### Source material
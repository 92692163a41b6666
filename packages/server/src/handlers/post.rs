use axum::Json;
use axum::extract::{Path, Query, State};
use axum::http::StatusCode;
use axum::response::IntoResponse;
use sea_orm::sea_query::Query as SeaQuery;
use sea_orm::*;
use tracing::instrument;

use crate::entity::{comment, post, post_like, post_tag};
use crate::error::{AppError, ErrorBody};
use crate::extractors::auth::AuthUser;
use crate::extractors::json::AppJson;
use crate::models::comment::CommentResponse;
use crate::models::post::*;
use crate::models::shared::{FormResponse, page_offset};
use crate::state::AppState;
use crate::utils::lookup::{find_post, load_users, post_list_items, summary};
use crate::utils::ownership::{Mutation, actions, authorize};
use crate::utils::tags::{normalize_tag, parse_tags};

#[utoipa::path(
    get,
    path = "/posts",
    tag = "Posts",
    operation_id = "listPosts",
    summary = "List resources",
    description = "Returns every post regardless of creator, newest first. `Edit` and `Delete` actions appear only on the viewer's own posts. Optionally filtered by a single tag.",
    params(PostListQuery),
    responses(
        (status = 200, description = "Page of posts", body = PostListResponse),
        (status = 303, description = "Not signed in; redirect to `/`"),
    ),
)]
#[instrument(skip(state, auth_user, query), fields(user_id = auth_user.user_id))]
pub async fn list_posts(
    auth_user: AuthUser,
    State(state): State<AppState>,
    Query(query): Query<PostListQuery>,
) -> Result<Json<PostListResponse>, AppError> {
    let (page, per_page) = query.resolve_page();

    let mut select = post::Entity::find();

    if let Some(ref tag) = query.tag {
        let tag = normalize_tag(tag);
        if !tag.is_empty() {
            select = select.filter(
                post::Column::Id.in_subquery(
                    SeaQuery::select()
                        .column(post_tag::Column::PostId)
                        .from(post_tag::Entity)
                        .and_where(post_tag::Column::Name.eq(tag))
                        .to_owned(),
                ),
            );
        }
    }

    let total = select
        .clone()
        .paginate(&state.db, per_page)
        .num_items()
        .await?;

    let posts = select
        .order_by_desc(post::Column::CreatedAt)
        .order_by_desc(post::Column::Id)
        .offset(Some(page_offset(page, per_page)))
        .limit(Some(per_page))
        .all(&state.db)
        .await?;

    let data = post_list_items(&state.db, &auth_user, posts).await?;

    Ok(Json(PostListResponse {
        data,
        pagination: Pagination::new(page, per_page, total),
    }))
}

#[utoipa::path(
    get,
    path = "/posts/new",
    tag = "Posts",
    operation_id = "newPostForm",
    summary = "Form for a new resource",
    responses(
        (status = 200, description = "Empty form", body = FormResponse),
        (status = 303, description = "Not signed in; redirect to `/`"),
    ),
)]
pub async fn new_post_form_handler(_auth_user: AuthUser) -> Json<FormResponse> {
    Json(new_post_form())
}

#[utoipa::path(
    post,
    path = "/posts",
    tag = "Posts",
    operation_id = "createPost",
    summary = "Share a resource",
    description = "Creates a post owned by the signed-in user. Title, link and tags are stored as entered (trimmed).",
    request_body = CreatePostRequest,
    responses(
        (status = 201, description = "Post created", body = PostResponse),
        (status = 400, description = "Validation error (VALIDATION_ERROR)", body = ErrorBody),
        (status = 303, description = "Not signed in; redirect to `/`"),
    ),
)]
#[instrument(skip(state, auth_user, payload), fields(user_id = auth_user.user_id, title = %payload.title))]
pub async fn create_post(
    auth_user: AuthUser,
    State(state): State<AppState>,
    AppJson(payload): AppJson<CreatePostRequest>,
) -> Result<impl IntoResponse, AppError> {
    validate_create_post(&payload)?;

    let now = chrono::Utc::now();
    let txn = state.db.begin().await?;

    let new_post = post::ActiveModel {
        title: Set(payload.title.trim().to_string()),
        link: Set(payload.link.trim().to_string()),
        tags: Set(payload.tags.trim().to_string()),
        user_id: Set(auth_user.user_id),
        created_at: Set(now),
        updated_at: Set(now),
        ..Default::default()
    };
    let model = new_post.insert(&txn).await?;
    replace_tags(&txn, model.id, &model.tags).await?;

    txn.commit().await?;

    let links = actions(&auth_user, &model);
    Ok((StatusCode::CREATED, Json(PostResponse::new(model, links))))
}

#[utoipa::path(
    get,
    path = "/posts/{id}",
    tag = "Posts",
    operation_id = "getPost",
    summary = "Show a resource with its comments",
    description = "Every comment carries `Edit Comment` and `Delete Comment` actions; only the comment's creator can complete them.",
    params(("id" = i32, Path, description = "Post ID")),
    responses(
        (status = 200, description = "Post details", body = PostDetailResponse),
        (status = 303, description = "Not signed in; redirect to `/`"),
        (status = 404, description = "Post not found (NOT_FOUND)", body = ErrorBody),
    ),
)]
#[instrument(skip(state, auth_user), fields(id))]
pub async fn get_post(
    auth_user: AuthUser,
    State(state): State<AppState>,
    Path(id): Path<i32>,
) -> Result<Json<PostDetailResponse>, AppError> {
    let model = find_post(&state.db, id).await?;

    let comments = comment::Entity::find()
        .filter(comment::Column::PostId.eq(id))
        .order_by_asc(comment::Column::CreatedAt)
        .order_by_asc(comment::Column::Id)
        .all(&state.db)
        .await?;
    let users = load_users(&state.db, comments.iter().map(|c| c.user_id)).await?;

    let comments = comments
        .into_iter()
        .map(|c| {
            let creator = summary(&users, c.user_id);
            let links = actions(&auth_user, &c);
            CommentResponse::new(c, creator, links)
        })
        .collect();

    let item = post_list_items(&state.db, &auth_user, vec![model])
        .await?
        .pop()
        .ok_or_else(|| AppError::Internal("Post vanished while loading".into()))?;

    Ok(Json(PostDetailResponse { item, comments }))
}

#[utoipa::path(
    get,
    path = "/posts/{id}/edit",
    tag = "Posts",
    operation_id = "editPostForm",
    summary = "Form for editing a resource",
    params(("id" = i32, Path, description = "Post ID")),
    responses(
        (status = 200, description = "Pre-filled form", body = FormResponse),
        (status = 403, description = "Not the creator (PERMISSION_DENIED)", body = ErrorBody),
        (status = 404, description = "Post not found (NOT_FOUND)", body = ErrorBody),
    ),
)]
#[instrument(skip(state, auth_user), fields(id))]
pub async fn edit_post_form_handler(
    auth_user: AuthUser,
    State(state): State<AppState>,
    Path(id): Path<i32>,
) -> Result<Json<FormResponse>, AppError> {
    let model = find_post(&state.db, id).await?;
    authorize(&auth_user, &model, Mutation::Edit)?;
    Ok(Json(edit_post_form(&model)))
}

#[utoipa::path(
    patch,
    path = "/posts/{id}",
    tag = "Posts",
    operation_id = "updatePost",
    summary = "Edit a resource",
    description = "Partially updates a post using PATCH semantics. Only the creator may edit. An empty payload returns the current resource unchanged.",
    params(("id" = i32, Path, description = "Post ID")),
    request_body = UpdatePostRequest,
    responses(
        (status = 200, description = "Post updated", body = PostResponse),
        (status = 400, description = "Validation error (VALIDATION_ERROR)", body = ErrorBody),
        (status = 403, description = "Not the creator (PERMISSION_DENIED)", body = ErrorBody),
        (status = 404, description = "Post not found (NOT_FOUND)", body = ErrorBody),
    ),
)]
#[instrument(skip(state, auth_user, payload), fields(id))]
pub async fn update_post(
    auth_user: AuthUser,
    State(state): State<AppState>,
    Path(id): Path<i32>,
    AppJson(payload): AppJson<UpdatePostRequest>,
) -> Result<Json<PostResponse>, AppError> {
    let txn = state.db.begin().await?;

    let existing = find_post(&txn, id).await?;
    authorize(&auth_user, &existing, Mutation::Edit)?;
    validate_update_post(&payload)?;

    if payload == UpdatePostRequest::default() {
        let links = actions(&auth_user, &existing);
        return Ok(Json(PostResponse::new(existing, links)));
    }

    let mut active: post::ActiveModel = existing.into();

    if let Some(ref title) = payload.title {
        active.title = Set(title.trim().to_string());
    }
    if let Some(ref link) = payload.link {
        active.link = Set(link.trim().to_string());
    }
    if let Some(ref tags) = payload.tags {
        active.tags = Set(tags.trim().to_string());
    }
    active.updated_at = Set(chrono::Utc::now());

    let model = active.update(&txn).await?;
    if payload.tags.is_some() {
        replace_tags(&txn, model.id, &model.tags).await?;
    }
    txn.commit().await?;

    let links = actions(&auth_user, &model);
    Ok(Json(PostResponse::new(model, links)))
}

#[utoipa::path(
    delete,
    path = "/posts/{id}",
    tag = "Posts",
    operation_id = "deletePost",
    summary = "Delete a resource",
    description = "Deletes a post with its comments, likes and tags. Only the creator may delete.",
    params(("id" = i32, Path, description = "Post ID")),
    responses(
        (status = 204, description = "Post deleted"),
        (status = 403, description = "Not the creator (PERMISSION_DENIED)", body = ErrorBody),
        (status = 404, description = "Post not found (NOT_FOUND)", body = ErrorBody),
    ),
)]
#[instrument(skip(state, auth_user), fields(id))]
pub async fn delete_post(
    auth_user: AuthUser,
    State(state): State<AppState>,
    Path(id): Path<i32>,
) -> Result<impl IntoResponse, AppError> {
    let txn = state.db.begin().await?;

    let existing = find_post(&txn, id).await?;
    authorize(&auth_user, &existing, Mutation::Delete)?;

    comment::Entity::delete_many()
        .filter(comment::Column::PostId.eq(id))
        .exec(&txn)
        .await?;
    post_like::Entity::delete_many()
        .filter(post_like::Column::PostId.eq(id))
        .exec(&txn)
        .await?;
    post_tag::Entity::delete_many()
        .filter(post_tag::Column::PostId.eq(id))
        .exec(&txn)
        .await?;
    post::Entity::delete_by_id(id).exec(&txn).await?;

    txn.commit().await?;
    Ok(StatusCode::NO_CONTENT)
}

/// Rewrite the normalised tag rows for a post from its raw tag string.
async fn replace_tags<C: ConnectionTrait>(db: &C, post_id: i32, raw: &str) -> Result<(), DbErr> {
    post_tag::Entity::delete_many()
        .filter(post_tag::Column::PostId.eq(post_id))
        .exec(db)
        .await?;

    let rows: Vec<post_tag::ActiveModel> = parse_tags(raw)
        .into_iter()
        .map(|name| post_tag::ActiveModel {
            post_id: Set(post_id),
            name: Set(name),
            ..Default::default()
        })
        .collect();

    if !rows.is_empty() {
        post_tag::Entity::insert_many(rows)
            .exec_without_returning(db)
            .await?;
    }
    Ok(())
}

### What the exercise asks
In the entries above, find each line containing the string "SeaQuery" and copy it.

### Final answer
use sea_orm::sea_query::Query as SeaQuery;
                    SeaQuery::select()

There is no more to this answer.